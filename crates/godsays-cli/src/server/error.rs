//! Error responses for the HTTP server.
//!
//! Every failure is rendered as a JSON body of the form
//! `{"error": "<code>", "message": "<text>"}` with the status code below:
//!
//! - `InvalidParameter`: 400 `invalid_parameter`
//! - `Generation`: 500 `generation_error`
//! - `EmptyMessage`: 500 `empty_message`
//! - `Encoding`: 500 `encoding_error`
//! - `Timeout`: 503 `timeout`

use axum::{
    http::{HeaderValue, StatusCode, header},
    response::{IntoResponse, Response},
};
use serde::Serialize;

/// JSON body of every error response.
#[derive(Debug, Serialize)]
pub struct ErrorResponse {
    pub error: &'static str,
    #[serde(skip_serializing_if = "String::is_empty")]
    pub message: String,
}

#[derive(Debug, thiserror::Error)]
pub enum ApiError {
    /// A query parameter failed validation.
    #[error("{0}")]
    InvalidParameter(godsays::Error),

    /// The generator rejected a request it should have accepted.
    #[error("{0}")]
    Generation(godsays::Error),

    /// The generator produced nothing.
    #[error("Failed to generate message")]
    EmptyMessage,

    /// A response body could not be serialized.
    #[error("Failed to encode response")]
    Encoding(#[source] serde_json::Error),

    /// The request did not finish within the configured timeout.
    #[error("Request timed out")]
    Timeout,
}

impl ApiError {
    pub fn status(&self) -> StatusCode {
        match self {
            Self::InvalidParameter(_) => StatusCode::BAD_REQUEST,
            Self::Generation(_) | Self::EmptyMessage | Self::Encoding(_) => {
                StatusCode::INTERNAL_SERVER_ERROR
            }
            Self::Timeout => StatusCode::SERVICE_UNAVAILABLE,
        }
    }

    pub fn code(&self) -> &'static str {
        match self {
            Self::InvalidParameter(_) => "invalid_parameter",
            Self::Generation(_) => "generation_error",
            Self::EmptyMessage => "empty_message",
            Self::Encoding(_) => "encoding_error",
            Self::Timeout => "timeout",
        }
    }
}

impl IntoResponse for ApiError {
    fn into_response(self) -> Response {
        match &self {
            Self::InvalidParameter(_) => tracing::debug!("Rejected request: {self}"),
            // Logged by the timeout middleware, which still has the request.
            Self::Timeout => {}
            Self::Encoding(e) => tracing::error!("Failed to encode response: {e}"),
            Self::Generation(_) | Self::EmptyMessage => tracing::error!("{self}"),
        }

        let body = ErrorResponse {
            error: self.code(),
            message: self.to_string(),
        };
        let bytes = match serde_json::to_vec(&body) {
            Ok(bytes) => bytes,
            Err(_) => br#"{"error":"encoding_error"}"#.to_vec(),
        };

        (
            self.status(),
            [(
                header::CONTENT_TYPE,
                HeaderValue::from_static("application/json"),
            )],
            bytes,
        )
            .into_response()
    }
}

━━━━━━━━━━━━━━━━━━━━

Out of the entries, report each line that contains the word "Generation".

(Output for this task)
//! - `Generation`: 500 `generation_error`
    Generation(godsays::Error),
            Self::Generation(_) | Self::EmptyMessage | Self::Encoding(_) => {
            Self::Generation(_) => "generation_error",
            Self::Generation(_) | Self::EmptyMessage => tracing::error!("{self}"),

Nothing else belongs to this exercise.